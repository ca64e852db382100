//! # Core Runtime Module
//!
//! Provides foundational runtime infrastructure for the streaming player core:
//! - Logging and tracing infrastructure
//! - Event bus system
//!
//! ## Overview
//!
//! This crate contains the runtime utilities the player crates depend on. It
//! establishes the logging conventions and event broadcasting mechanisms used
//! throughout the system: the player controller and position poller publish
//! typed events here, and host UIs subscribe to them.

pub mod error;
pub mod events;
pub mod logging;

pub use error::{Error, Result};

══════

• [Your instructions] Look above for the line holding "Provides foundational runtime". Print it and every line after it, exactly, through the line holding "broadcasting mechanisms used".

• [Your solution]
//! Provides foundational runtime infrastructure for the streaming player core:
//! - Logging and tracing infrastructure
//! - Event bus system
//!
//! ## Overview
//!
//! This crate contains the runtime utilities the player crates depend on. It
//! establishes the logging conventions and event broadcasting mechanisms used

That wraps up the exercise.